Of course, she could be mature and just SAY it. But I guess you have to at least have to ASK her and then play it by ear. 

The question for you is... what if she was with someone else? What does that mean for the "relationship"? MAYBE she really is the girl that you adore, and maybe your proclamations of love did put her off.... if she wasn't ready to hear it. Or deal with it. Or not sure where she is in her own life... 

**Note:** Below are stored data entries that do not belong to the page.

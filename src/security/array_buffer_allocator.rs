//! ArrayBuffer allocator with a byte budget.
//!
//! V8's heap limits cover only the JavaScript heap, not ArrayBuffer backing
//! stores. This allocator keeps a running total of live backing-store bytes
//! and refuses allocations that would exceed `max_array_buffer_allocation`.
//!
//! ## How it works
//!
//! 1. V8 calls `allocate()` for `new ArrayBuffer(n)`, typed arrays, etc.
//! 2. The request is added to an atomic total.
//! 3. Over budget: the addition is rolled back and NULL is returned; V8
//!    raises `RangeError: Array buffer allocation failed`.
//! 4. `free()` subtracts the released size.
//!
//! Accounting is approximate: buffers transferred to another isolate are
//! still charged to the isolate that allocated them.

use std::ffi::c_void;
use std::sync::Arc;
use std::sync::atomic::{AtomicBool, AtomicUsize, Ordering};

use v8::{RustAllocatorVtable, UniqueRef};

pub struct ArrayBufferBudget {
    /// `usize::MAX` when unbounded.
    max: usize,
    allocated: AtomicUsize,
    /// Set the first time an allocation is refused.
    exhausted: Arc<AtomicBool>,
}

impl ArrayBufferBudget {
    /// `max_bytes == 0` means unbounded.
    pub fn new(max_bytes: usize, exhausted: Arc<AtomicBool>) -> Arc<Self> {
        Arc::new(Self {
            max: if max_bytes == 0 { usize::MAX } else { max_bytes },
            allocated: AtomicUsize::new(0),
            exhausted,
        })
    }

    /// Convert to a V8 allocator for `CreateParams`.
    pub fn into_v8_allocator(self: Arc<Self>) -> UniqueRef<v8::Allocator> {
        let vtable: &'static RustAllocatorVtable<ArrayBufferBudget> = &RustAllocatorVtable {
            allocate,
            allocate_uninitialized,
            free,
            drop,
        };

        // SAFETY: the Arc is reclaimed by `drop` when V8 disposes the allocator.
        unsafe { v8::new_rust_allocator(Arc::into_raw(self), vtable) }
    }

    pub fn allocated(&self) -> usize {
        self.allocated.load(Ordering::SeqCst)
    }

    fn reserve(&self, n: usize) -> bool {
        let previous = self.allocated.fetch_add(n, Ordering::SeqCst);

        match previous.checked_add(n) {
            Some(total) if total <= self.max => true,
            _ => {
                // roll back so a refused request does not consume budget
                self.allocated.fetch_sub(n, Ordering::SeqCst);
                self.exhausted.store(true, Ordering::SeqCst);
                tracing::warn!(
                    "ArrayBuffer allocation of {} bytes denied ({} of {} bytes in use)",
                    n,
                    previous,
                    self.max
                );
                false
            }
        }
    }
}

unsafe extern "C" fn allocate(budget: &ArrayBufferBudget, n: usize) -> *mut c_void {
    if !budget.reserve(n) {
        return std::ptr::null_mut();
    }

    Box::into_raw(vec![0u8; n].into_boxed_slice()) as *mut [u8] as *mut c_void
}

#[allow(clippy::uninit_vec)]
unsafe extern "C" fn allocate_uninitialized(budget: &ArrayBufferBudget, n: usize) -> *mut c_void {
    if !budget.reserve(n) {
        return std::ptr::null_mut();
    }

    let mut store = Vec::with_capacity(n);
    // SAFETY: capacity is n and V8 initializes the bytes before reading them
    unsafe { store.set_len(n) };

    Box::into_raw(store.into_boxed_slice()) as *mut [u8] as *mut c_void
}

unsafe extern "C" fn free(budget: &ArrayBufferBudget, data: *mut c_void, n: usize) {
    budget.allocated.fetch_sub(n, Ordering::SeqCst);
    // SAFETY: data came from allocate/allocate_uninitialized with size n
    let _ = unsafe { Box::from_raw(std::ptr::slice_from_raw_parts_mut(data as *mut u8, n)) };
}

unsafe extern "C" fn drop(budget: *const ArrayBufferBudget) {
    // SAFETY: created via Arc::into_raw in into_v8_allocator
    let _ = unsafe { Arc::from_raw(budget) };
}
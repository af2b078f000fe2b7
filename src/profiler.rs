//! CPU profiles and heap diagnostics.
//!
//! CPU profiles are recorded through the inspector `Profiler` domain, one
//! private session per named profile. Stopping a profile returns the
//! protocol's flat node list, which is rebuilt here into a tree.

use std::collections::HashMap;
use std::io::Write;
use std::sync::Arc;
use std::sync::atomic::Ordering;

use parking_lot::Mutex;
use serde::Deserialize;
use serde_json::json;

use crate::debug::{self, Session, Sink};
use crate::error::Error;
use crate::isolate::V8Isolate;

/// Heap usage as reported by V8.
#[derive(Debug, Clone, Copy, Default, PartialEq, Eq)]
pub struct HeapStatistics {
    pub total_heap_size: usize,
    pub total_heap_size_executable: usize,
    pub total_physical_size: usize,
    pub total_available_size: usize,
    pub used_heap_size: usize,
    pub heap_size_limit: usize,
}

#[derive(Debug, Clone, PartialEq, Eq)]
pub struct CpuProfileHitLine {
    pub line_number: i64,
    pub hit_count: u64,
}

#[derive(Debug, Clone, PartialEq, Eq)]
pub struct CpuProfileNode {
    pub node_id: u64,
    pub script_id: i64,
    pub script_name: String,
    pub function_name: String,
    pub bailout_reason: Option<String>,
    /// 1-based; 0 when unknown.
    pub line_number: i64,
    pub column_number: i64,
    pub hit_count: u64,
    pub hit_lines: Vec<CpuProfileHitLine>,
    pub children: Vec<CpuProfileNode>,
}

impl CpuProfileNode {
    /// This node and all of its descendants, depth first.
    pub fn walk(&self) -> Vec<&CpuProfileNode> {
        let mut nodes = vec![self];
        let mut index = 0;
        while index < nodes.len() {
            let node = nodes[index];
            nodes.extend(node.children.iter());
            index += 1;
        }
        nodes
    }
}

#[derive(Debug, Clone, Copy, PartialEq, Eq)]
pub struct CpuProfileSample {
    pub node_id: u64,
    /// Microseconds, same clock as the profile timestamps.
    pub timestamp: u64,
}

#[derive(Debug, Clone, PartialEq, Eq)]
pub struct CpuProfile {
    pub name: String,
    pub start_timestamp: u64,
    pub end_timestamp: u64,
    pub root: Option<CpuProfileNode>,
    /// Empty unless the profile was begun with `record_samples`.
    pub samples: Vec<CpuProfileSample>,
}

/// A profile between `begin_cpu_profile` and `end_cpu_profile`.
pub(crate) struct ActiveProfile {
    session: Session,
    responses: Arc<Mutex<Vec<String>>>,
    record_samples: bool,
    next_id: u64,
}

impl ActiveProfile {
    fn command(&mut self, method: &str, params: serde_json::Value) -> Result<serde_json::Value, Error> {
        self.next_id += 1;
        let id = self.next_id;
        let message = json!({ "id": id, "method": method, "params": params }).to_string();
        self.session.dispatch(&message);

        let responses = std::mem::take(&mut *self.responses.lock());
        for response in responses {
            let response: serde_json::Value = serde_json::from_str(&response)
                .map_err(|e| Error::general(format!("Malformed inspector response: {e}")))?;
            if response.get("id").and_then(|v| v.as_u64()) != Some(id) {
                continue;
            }
            if let Some(error) = response.get("error") {
                return Err(Error::general(format!("{method} failed: {error}")));
            }
            return Ok(response.get("result").cloned().unwrap_or_default());
        }
        Err(Error::general(format!("{method} produced no response")))
    }
}

#[derive(Deserialize)]
#[serde(rename_all = "camelCase")]
struct ProtocolProfile {
    nodes: Vec<ProtocolNode>,
    start_time: f64,
    end_time: f64,
    #[serde(default)]
    samples: Vec<u64>,
    #[serde(default)]
    time_deltas: Vec<i64>,
}

#[derive(Deserialize)]
#[serde(rename_all = "camelCase")]
struct ProtocolNode {
    id: u64,
    call_frame: CallFrame,
    #[serde(default)]
    hit_count: u64,
    #[serde(default)]
    children: Vec<u64>,
    #[serde(default)]
    deopt_reason: Option<String>,
    #[serde(default)]
    position_ticks: Vec<PositionTick>,
}

#[derive(Deserialize)]
#[serde(rename_all = "camelCase")]
struct CallFrame {
    function_name: String,
    script_id: String,
    url: String,
    line_number: i64,
    column_number: i64,
}

#[derive(Deserialize)]
struct PositionTick {
    line: i64,
    ticks: u64,
}

impl ProtocolProfile {
    fn into_profile(self, name: &str, record_samples: bool) -> CpuProfile {
        let by_id: HashMap<u64, &ProtocolNode> = self.nodes.iter().map(|n| (n.id, n)).collect();
        let root = self.nodes.first().and_then(|n| build_node(n.id, &by_id, 0));

        let mut samples = Vec::new();
        if record_samples {
            let mut timestamp = self.start_time;
            for (node_id, delta) in self.samples.iter().zip(self.time_deltas.iter()) {
                timestamp += *delta as f64;
                samples.push(CpuProfileSample {
                    node_id: *node_id,
                    timestamp: timestamp as u64,
                });
            }
        }

        CpuProfile {
            name: name.to_string(),
            start_timestamp: self.start_time as u64,
            end_timestamp: self.end_time as u64,
            root,
            samples,
        }
    }
}

// V8 caps the tree depth well below this; it only guards malformed input.
const MAX_NODE_DEPTH: usize = 4096;

fn build_node(id: u64, nodes: &HashMap<u64, &ProtocolNode>, depth: usize) -> Option<CpuProfileNode> {
    if depth > MAX_NODE_DEPTH {
        return None;
    }
    let node = nodes.get(&id)?;
    let frame = &node.call_frame;
    let bailout_reason = node.deopt_reason.clone().filter(|reason| !reason.is_empty());

    Some(CpuProfileNode {
        node_id: node.id,
        script_id: frame.script_id.parse().unwrap_or(0),
        script_name: frame.url.clone(),
        function_name: frame.function_name.clone(),
        bailout_reason,
        line_number: if frame.line_number >= 0 { frame.line_number + 1 } else { 0 },
        column_number: if frame.column_number >= 0 { frame.column_number + 1 } else { 0 },
        hit_count: node.hit_count,
        hit_lines: node
            .position_ticks
            .iter()
            .map(|tick| CpuProfileHitLine {
                line_number: tick.line,
                hit_count: tick.ticks,
            })
            .collect(),
        children: node
            .children
            .iter()
            .filter_map(|child| build_node(*child, nodes, depth + 1))
            .collect(),
    })
}

impl V8Isolate {
    /// Start a named CPU profile. `false` if one with that name is running.
    pub fn begin_cpu_profile(&self, name: &str, record_samples: bool) -> Result<bool, Error> {
        let inner = self.inner.clone();
        inner.check_alive()?;
        let interval = inner.cpu_profile_sample_interval.load(Ordering::SeqCst);

        inner.with_lock(|v8_isolate| {
            // SAFETY: lock held; released before dispatching
            if unsafe { inner.debug.get_ref() }.profiles.contains_key(name) {
                return Ok(false);
            }
            let inspector = debug::inspector(&inner, v8_isolate);
            let responses = Arc::new(Mutex::new(Vec::new()));
            let mut profile = ActiveProfile {
                session: inspector.connect(Sink::Capture(responses.clone())),
                responses,
                record_samples,
                next_id: 0,
            };
            profile.command("Profiler.enable", json!({}))?;
            profile.command("Profiler.setSamplingInterval", json!({ "interval": interval }))?;
            profile.command("Profiler.start", json!({}))?;

            tracing::debug!("Started CPU profile '{}' ({}us)", name, interval);
            // SAFETY: lock held
            unsafe { inner.debug.get() }.profiles.insert(name.to_string(), profile);
            Ok(true)
        })
    }

    /// Stop a named CPU profile and hand it to `callback`. `false` if no
    /// such profile is running.
    pub fn end_cpu_profile(&self, name: &str, callback: impl FnOnce(&CpuProfile)) -> Result<bool, Error> {
        let inner = self.inner.clone();
        inner.check_alive()?;

        let stopped = inner.with_lock(|_| {
            // SAFETY: lock held; released before dispatching
            let Some(mut profile) = unsafe { inner.debug.get() }.profiles.remove(name) else {
                return Ok(None);
            };
            let result = profile.command("Profiler.stop", json!({}))?;
            profile.command("Profiler.disable", json!({}))?;

            let profile_json = result
                .get("profile")
                .cloned()
                .ok_or_else(|| Error::general("Profiler.stop returned no profile"))?;
            let protocol: ProtocolProfile = serde_json::from_value(profile_json)
                .map_err(|e| Error::general(format!("Malformed CPU profile: {e}")))?;
            Ok::<_, Error>(Some(protocol.into_profile(name, profile.record_samples)))
        })?;

        let Some(profile) = stopped else {
            return Ok(false);
        };
        tracing::debug!("Finished CPU profile '{}'", name);
        callback(&profile);
        Ok(true)
    }

    /// Samples are taken on V8's profiler thread; nothing to do on demand.
    pub fn collect_cpu_profile_sample(&self) {
        tracing::trace!("CPU profile samples are collected by the V8 profiler thread");
    }

    /// Sampling interval in microseconds for profiles begun afterwards.
    pub fn cpu_profile_sample_interval(&self) -> u32 {
        self.inner.cpu_profile_sample_interval.load(Ordering::SeqCst)
    }

    pub fn set_cpu_profile_sample_interval(&self, micros: u32) {
        self.inner
            .cpu_profile_sample_interval
            .store(micros.max(1), Ordering::SeqCst);
    }

    pub fn heap_statistics(&self) -> HeapStatistics {
        self.inner.with_lock(|isolate| {
            let mut stats = v8::HeapStatistics::default();
            isolate.get_heap_statistics(&mut stats);
            HeapStatistics {
                total_heap_size: stats.total_heap_size(),
                total_heap_size_executable: stats.total_heap_size_executable(),
                total_physical_size: stats.total_physical_size(),
                total_available_size: stats.total_available_size(),
                used_heap_size: stats.used_heap_size(),
                heap_size_limit: stats.heap_size_limit(),
            }
        })
    }

    /// Ask V8 to collect garbage. `exhaustive` repeats until the heap stops
    /// shrinking.
    pub fn collect_garbage(&self, exhaustive: bool) {
        self.inner.with_lock(|isolate| {
            isolate.low_memory_notification();
            if !exhaustive {
                return;
            }
            let mut stats = v8::HeapStatistics::default();
            isolate.get_heap_statistics(&mut stats);
            let mut used = stats.used_heap_size();
            for _ in 0..4 {
                isolate.low_memory_notification();
                isolate.get_heap_statistics(&mut stats);
                if stats.used_heap_size() >= used {
                    break;
                }
                used = stats.used_heap_size();
            }
        });
    }

    /// Stream a heap snapshot (`.heapsnapshot` JSON) into `sink`.
    pub fn write_heap_snapshot(&self, sink: &mut dyn Write) -> Result<(), Error> {
        self.inner.check_alive()?;
        let mut failure = None;
        self.inner.with_lock(|isolate| {
            isolate.take_heap_snapshot(|chunk| match sink.write_all(chunk) {
                Ok(()) => true,
                Err(e) => {
                    failure = Some(e);
                    false
                }
            });
        });
        match failure {
            Some(e) => Err(Error::general(format!("Failed to write heap snapshot: {e}"))),
            None => sink
                .flush()
                .map_err(|e| Error::general(format!("Failed to write heap snapshot: {e}"))),
        }
    }
}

How old are you two? I somehow think it matters.


----------



## confused07 (Oct 1, 2013)

We're both 29.

And if she was with someone else I am not sure what that means. If she was, she was dishonest about it, or at the very least misleading. It is confusing though, because it is east to take her prior statement that she is ready to not see anyone else as exclusivity. And I am not sure if she actually was someone; I might just be reading too much into several unrelated occurrences.


----------



## SunnyT (Jun 22, 2011)

Aw,that in-between age. 

Just be open and honest with her. Tell her what you want, either it eases your mind.... or she was with someone and you have to figure out if that matters.... or she denies it all and resents you for even going there.... then you have to decide how that works for you too. 

Soooooooooooo..... being mature, you have to bring it up and out into the open. Just do it.

The plus side is.... if you don't like how this conversation goes, then just call it done. It's only been two months. And if it doesn't work, it doesn't work... for whatever reason. Sometimes we are just not in the same place at the same time, even when we think it would be awesome if we were.


----------



## Shaggy (Jul 17, 2011)

If she isn't ready to be exclusive with someone, then take her at her word. Then dump her and move on because honestly, if she was really into you, at 29 she'd be happy to be exclusive.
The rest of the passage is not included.